Walthers does put both turntables on their online sale every so often, worth watching.

Craig


----------



## NIMT (Jan 6, 2011)

Just-a-Guy said:


> I was wondering if any of you with experience with these can help me with a couple of questions.
> 
> We are just finishing up the Walthers roundhouse kit, which is really cool. I have a spot for it on the layout, and a cardboard cutout the size of the turntable for now. As I am about to put the roof on the roundhouse, it occurred to me I should probably put the track in it first. As I was about to do that (with some Peco 83), it also occurred to me that I should probably run drops from that track from the back (inside the roundhouse). And as I plotted that out, I thought, maybe I need to be aware of the wiring for the turntable before doing this (+- sides).
> 
> ...


Mark, 
There is a night and day difference between the two turntables.
The manual turntable with a motor kit will not even compare to the digital version.
The digital is self aligning and polarity correcting.


----------



## Just-a-Guy (Feb 11, 2013)

OK, thanks, guys. 

This sure is an expensive hobby....


----------



## Old_Hobo (Feb 20, 2014)

On the other hand, we think nothing of spending hundreds on the latest locomotive with all the bells and whistles...
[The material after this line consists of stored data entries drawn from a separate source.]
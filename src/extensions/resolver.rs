//! Turns callback specifiers from the config descriptor into at most one
//! extension.
//!
//! A specifier is `<module>` or `<module>.<attribute>`.  The module is a file
//! `<project_root>/<module>.yaml` (or `.yml`, `.json`) whose top-level keys
//! name extension definitions.  The first specifier that resolves wins.

use std::collections::BTreeMap;
use std::path::{Path, PathBuf};
use std::sync::Arc;

use serde::Deserialize;

use super::http::{HookKind, HttpExtension, HttpExtensionDefinition};
use super::inject::{InjectDefinition, InjectExtension};
use super::{Extension, ExtensionHandle, NoopExtension};
use crate::config::ConfigDescriptor;
use crate::error::ExtensionError;

/// Names tried first when a specifier names only a module.
const PRIORITY_NAMES: [&str; 2] = ["skills_middleware", "middleware"];

const MODULE_EXTENSIONS: [&str; 3] = ["yaml", "yml", "json"];

/// Registry of extension kinds this build knows how to instantiate.
#[derive(Clone, Debug, PartialEq, Deserialize)]
#[serde(tag = "kind", rename_all = "snake_case")]
pub enum ExtensionDefinition {
    Http(HttpExtensionDefinition),
    Inject(InjectDefinition),
    Noop,
}

impl ExtensionDefinition {
    /// Whether the definition provides a pre-call hook; only such
    /// definitions are picked when a specifier names just a module.
    pub fn exposes_pre_call(&self) -> bool {
        match self {
            ExtensionDefinition::Http(def) => def.exposes(HookKind::PreCall),
            ExtensionDefinition::Inject(_) | ExtensionDefinition::Noop => true,
        }
    }

    pub fn instantiate(&self, name: &str) -> Result<Arc<dyn Extension>, ExtensionError> {
        Ok(match self {
            ExtensionDefinition::Http(def) => Arc::new(HttpExtension::new(name, def.clone())?),
            ExtensionDefinition::Inject(def) => Arc::new(InjectExtension::new(name, def.clone())),
            ExtensionDefinition::Noop => Arc::new(NoopExtension),
        })
    }
}

/// Resolve the descriptor's callbacks against `project_root`.  Returns
/// `None` when nothing resolves; the proxy then runs as a plain passthrough.
pub fn resolve_extension(descriptor: &ConfigDescriptor, project_root: &Path) -> ExtensionHandle {
    for spec in descriptor.callbacks() {
        let spec = spec.trim();
        if spec.is_empty() {
            continue;
        }
        match resolve_callback(spec, project_root) {
            Some(ext) => {
                tracing::info!(callback = %spec, extension = %ext.name(), "extension resolved");
                return Some(ext);
            }
            None => {
                tracing::debug!(callback = %spec, root = %project_root.display(), "callback did not resolve");
            }
        }
    }
    None
}

fn resolve_callback(spec: &str, project_root: &Path) -> Option<Arc<dyn Extension>> {
    let (module, attr) = match spec.split_once('.') {
        Some((module, attr)) => (module, Some(attr)),
        None => (spec, None),
    };
    if module.is_empty() {
        return None;
    }
    let entries = load_module(project_root, module)?;
    let (name, def) = match attr {
        Some(attr) => (attr.to_string(), parse_definition(attr, entries.get(attr)?)?),
        None => pick_default(module, &entries)?,
    };
    match def.instantiate(&name) {
        Ok(ext) => Some(ext),
        Err(err) => {
            tracing::warn!(callback = %spec, error = %err, "failed to instantiate extension");
            None
        }
    }
}

fn module_path(project_root: &Path, module: &str) -> Option<PathBuf> {
    MODULE_EXTENSIONS
        .iter()
        .map(|ext| project_root.join(format!("{}.{}", module, ext)))
        .find(|p| p.is_file())
}

fn load_module(project_root: &Path, module: &str) -> Option<BTreeMap<String, serde_yaml::Value>> {
    let path = module_path(project_root, module)?;
    let content = match std::fs::read_to_string(&path) {
        Ok(c) => c,
        Err(err) => {
            tracing::warn!(path = %path.display(), error = %err, "extension module unreadable");
            return None;
        }
    };
    match serde_yaml::from_str(&content) {
        Ok(entries) => Some(entries),
        Err(err) => {
            tracing::warn!(path = %path.display(), error = %err, "extension module is not a mapping");
            None
        }
    }
}

fn parse_definition(name: &str, raw: &serde_yaml::Value) -> Option<ExtensionDefinition> {
    match serde_yaml::from_value(raw.clone()) {
        Ok(def) => Some(def),
        Err(err) => {
            tracing::debug!(attribute = %name, error = %err, "not an extension definition");
            None
        }
    }
}

fn qualifying(name: &str, raw: &serde_yaml::Value) -> Option<ExtensionDefinition> {
    parse_definition(name, raw).filter(ExtensionDefinition::exposes_pre_call)
}

fn pick_default(
    module: &str,
    entries: &BTreeMap<String, serde_yaml::Value>,
) -> Option<(String, ExtensionDefinition)> {
    let mut preferred: Vec<&str> = PRIORITY_NAMES.to_vec();
    preferred.push(module);
    for name in preferred {
        if let Some(def) = entries.get(name).and_then(|raw| qualifying(name, raw)) {
            return Some((name.to_string(), def));
        }
    }
    entries
        .iter()
        .filter(|(name, _)| !name.starts_with('_'))
        .find_map(|(name, raw)| qualifying(name, raw).map(|def| (name.clone(), def)))
}

#[cfg(test)]
mod tests {
    use super::*;
    use std::fs;
    use tempfile::tempdir;

    fn descriptor(callbacks: &[&str]) -> ConfigDescriptor {
        let yaml = format!(
            "proxy_settings:\n  callbacks: [{}]\n",
            callbacks
                .iter()
                .map(|c| format!("\"{}\"", c))
                .collect::<Vec<_>>()
                .join(", ")
        );
        serde_yaml::from_str(&yaml).unwrap()
    }

    #[test]
    fn exact_attribute_lookup() {
        let dir = tempdir().unwrap();
        fs::write(
            dir.path().join("hooks.yaml"),
            "alpha:\n  kind: noop\nbeta:\n  kind: inject\n  correlate: true\n",
        )
        .unwrap();
        let ext = resolve_extension(&descriptor(&["hooks.beta"]), dir.path()).unwrap();
        assert_eq!(ext.name(), "beta");
    }

    #[test]
    fn module_lookup_prefers_conventional_names() {
        let dir = tempdir().unwrap();
        fs::write(
            dir.path().join("hooks.yaml"),
            "aaa:\n  kind: noop\nmiddleware:\n  kind: inject\nskills_middleware:\n  kind: inject\n  correlate: true\n",
        )
        .unwrap();
        let ext = resolve_extension(&descriptor(&["hooks"]), dir.path()).unwrap();
        assert_eq!(ext.name(), "skills_middleware");
    }

    #[test]
    fn module_named_attribute_beats_fallback_scan() {
        let dir = tempdir().unwrap();
        fs::write(
            dir.path().join("hooks.yaml"),
            "aaa:\n  kind: noop\nhooks:\n  kind: inject\n",
        )
        .unwrap();
        let ext = resolve_extension(&descriptor(&["hooks"]), dir.path()).unwrap();
        assert_eq!(ext.name(), "hooks");
    }

    #[test]
    fn fallback_skips_private_and_non_qualifying_entries() {
        let dir = tempdir().unwrap();
        fs::write(
            dir.path().join("hooks.yaml"),
            concat!(
                "_hidden:\n  kind: noop\n",
                "a_setting: 3\n",
                "b_logger:\n  kind: http\n  url: http://127.0.0.1:1\n  hooks: [log_success]\n",
                "c_real:\n  kind: http\n  url: http://127.0.0.1:1\n",
            ),
        )
        .unwrap();
        let ext = resolve_extension(&descriptor(&["hooks"]), dir.path()).unwrap();
        assert_eq!(ext.name(), "c_real");
    }

    #[test]
    fn missing_module_falls_through_to_next_specifier() {
        let dir = tempdir().unwrap();
        fs::write(dir.path().join("second.json"), r#"{"middleware": {"kind": "noop"}}"#).unwrap();
        let ext = resolve_extension(&descriptor(&["first", "second"]), dir.path()).unwrap();
        assert_eq!(ext.name(), "noop");
    }

    #[test]
    fn nothing_resolves() {
        let dir = tempdir().unwrap();
        fs::write(dir.path().join("broken.yaml"), "- not\n- a mapping\n").unwrap();
        fs::write(dir.path().join("empty.yaml"), "unrelated: 1\n").unwrap();
        assert!(resolve_extension(&descriptor(&["broken", "empty", "absent.x"]), dir.path()).is_none());
        assert!(resolve_extension(&ConfigDescriptor::default(), dir.path()).is_none());
    }
}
Buy the digital turntable......if you get the other one, you know you'll only want to upgrade it later anyway......think of it this way..... you'll save the $40 the other one would have cost if you bought it first! :laugh:


----------



## Zero Cool (Dec 4, 2013)

I have a 90 foot turntable that I bought off of ebay. I believe its electronic but it did not come with a control box. Pm me if you're interested, and I can send you some pics.


----------



## BK R (Dec 8, 2012)

I fitted a Bauchmann t/table, it works well....but....it's too short for some of my bigger steamers. :smilie_daumenneg:


----------



## Just-a-Guy (Feb 11, 2013)

BK R said:


> I fitted a Bauchmann t/table, it works well....but....it's too short for some of my bigger steamers. :smilie_daumenneg:


We just bought a J Class 4-8-4 that won't even begin to fit on the 90' TT. And we're saving our pennies for an MTC Big Boy. But my 9 year old wanted a turntable and roundhouse, and we had to figure out how to fit it into a fairly small layout space (about 5 by 9). The 130 would overwhelm the layout and we'd have to sacrifice other components. At least the 90 gets us in the business, and there's a lot of engines that will fit. 

PM sent to ZC, thanks. 

Mark


----------